DATA FOR THIS TASK: Begin

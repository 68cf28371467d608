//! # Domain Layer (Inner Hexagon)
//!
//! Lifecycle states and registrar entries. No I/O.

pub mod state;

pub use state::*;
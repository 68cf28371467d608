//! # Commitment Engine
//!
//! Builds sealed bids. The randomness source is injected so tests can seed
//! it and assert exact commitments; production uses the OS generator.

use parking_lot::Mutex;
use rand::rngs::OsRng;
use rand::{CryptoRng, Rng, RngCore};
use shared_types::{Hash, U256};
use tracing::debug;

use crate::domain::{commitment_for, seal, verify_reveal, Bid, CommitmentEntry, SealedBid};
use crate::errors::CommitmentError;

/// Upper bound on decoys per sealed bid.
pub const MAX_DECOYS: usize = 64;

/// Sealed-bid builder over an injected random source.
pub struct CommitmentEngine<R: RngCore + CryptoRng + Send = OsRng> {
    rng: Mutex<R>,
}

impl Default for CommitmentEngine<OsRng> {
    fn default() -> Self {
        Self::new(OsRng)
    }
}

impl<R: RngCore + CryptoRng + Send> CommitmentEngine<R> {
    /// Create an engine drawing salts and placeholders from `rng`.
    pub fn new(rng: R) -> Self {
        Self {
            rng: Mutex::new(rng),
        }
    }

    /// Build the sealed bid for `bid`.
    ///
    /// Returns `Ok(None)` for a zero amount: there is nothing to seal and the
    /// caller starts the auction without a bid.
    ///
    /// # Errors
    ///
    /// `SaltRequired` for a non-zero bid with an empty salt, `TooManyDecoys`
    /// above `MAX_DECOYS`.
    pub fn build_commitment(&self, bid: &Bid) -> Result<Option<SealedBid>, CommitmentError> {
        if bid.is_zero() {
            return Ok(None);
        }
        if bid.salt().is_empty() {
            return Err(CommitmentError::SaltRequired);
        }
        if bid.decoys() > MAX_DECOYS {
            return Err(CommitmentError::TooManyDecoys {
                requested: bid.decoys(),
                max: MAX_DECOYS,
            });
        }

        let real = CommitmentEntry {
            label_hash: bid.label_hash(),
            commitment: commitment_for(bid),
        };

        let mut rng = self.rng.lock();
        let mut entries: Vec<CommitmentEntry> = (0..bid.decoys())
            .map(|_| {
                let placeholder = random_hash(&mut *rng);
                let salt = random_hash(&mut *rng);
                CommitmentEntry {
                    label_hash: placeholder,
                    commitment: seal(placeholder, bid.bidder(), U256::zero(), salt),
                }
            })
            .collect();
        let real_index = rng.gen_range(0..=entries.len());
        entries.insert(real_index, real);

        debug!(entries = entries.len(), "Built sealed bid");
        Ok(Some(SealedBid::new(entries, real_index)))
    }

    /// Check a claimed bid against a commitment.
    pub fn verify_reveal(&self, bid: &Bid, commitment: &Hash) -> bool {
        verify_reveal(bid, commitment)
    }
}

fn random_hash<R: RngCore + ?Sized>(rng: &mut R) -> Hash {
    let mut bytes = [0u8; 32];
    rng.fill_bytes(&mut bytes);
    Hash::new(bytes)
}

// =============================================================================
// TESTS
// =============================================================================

DATA FOR THIS TASK: End

YOUR GOAL
Your answer should be an exact transcription of the data above.

RESULT OF THE TASK
repository 68cf28371467d608
//! # Domain Layer (Inner Hexagon)
//!
//! Lifecycle states and registrar entries. No I/O.

pub mod state;

pub use state::*;
repository 68cf28371467d608
//! # Commitment Engine
//!
//! Builds sealed bids. The randomness source is injected so tests can seed
//! it and assert exact commitments; production uses the OS generator.

use parking_lot::Mutex;
use rand::rngs::OsRng;
use rand::{CryptoRng, Rng, RngCore};
use shared_types::{Hash, U256};
use tracing::debug;

use crate::domain::{commitment_for, seal, verify_reveal, Bid, CommitmentEntry, SealedBid};
use crate::errors::CommitmentError;

/// Upper bound on decoys per sealed bid.
pub const MAX_DECOYS: usize = 64;

/// Sealed-bid builder over an injected random source.
pub struct CommitmentEngine<R: RngCore + CryptoRng + Send = OsRng> {
    rng: Mutex<R>,
}

impl Default for CommitmentEngine<OsRng> {
    fn default() -> Self {
        Self::new(OsRng)
    }
}

impl<R: RngCore + CryptoRng + Send> CommitmentEngine<R> {
    /// Create an engine drawing salts and placeholders from `rng`.
    pub fn new(rng: R) -> Self {
        Self {
            rng: Mutex::new(rng),
        }
    }

    /// Build the sealed bid for `bid`.
    ///
    /// Returns `Ok(None)` for a zero amount: there is nothing to seal and the
    /// caller starts the auction without a bid.
    ///
    /// # Errors
    ///
    /// `SaltRequired` for a non-zero bid with an empty salt, `TooManyDecoys`
    /// above `MAX_DECOYS`.
    pub fn build_commitment(&self, bid: &Bid) -> Result<Option<SealedBid>, CommitmentError> {
        if bid.is_zero() {
            return Ok(None);
        }
        if bid.salt().is_empty() {
            return Err(CommitmentError::SaltRequired);
        }
        if bid.decoys() > MAX_DECOYS {
            return Err(CommitmentError::TooManyDecoys {
                requested: bid.decoys(),
                max: MAX_DECOYS,
            });
        }

        let real = CommitmentEntry {
            label_hash: bid.label_hash(),
            commitment: commitment_for(bid),
        };

        let mut rng = self.rng.lock();
        let mut entries: Vec<CommitmentEntry> = (0..bid.decoys())
            .map(|_| {
                let placeholder = random_hash(&mut *rng);
                let salt = random_hash(&mut *rng);
                CommitmentEntry {
                    label_hash: placeholder,
                    commitment: seal(placeholder, bid.bidder(), U256::zero(), salt),
                }
            })
            .collect();
        let real_index = rng.gen_range(0..=entries.len());
        entries.insert(real_index, real);

        debug!(entries = entries.len(), "Built sealed bid");
        Ok(Some(SealedBid::new(entries, real_index)))
    }

    /// Check a claimed bid against a commitment.
    pub fn verify_reveal(&self, bid: &Bid, commitment: &Hash) -> bool {
        verify_reveal(bid, commitment)
    }
}

fn random_hash<R: RngCore + ?Sized>(rng: &mut R) -> Hash {
    let mut bytes = [0u8; 32];
    rng.fill_bytes(&mut bytes);
    Hash::new(bytes)
}

// =============================================================================
// TESTS
// =============================================================================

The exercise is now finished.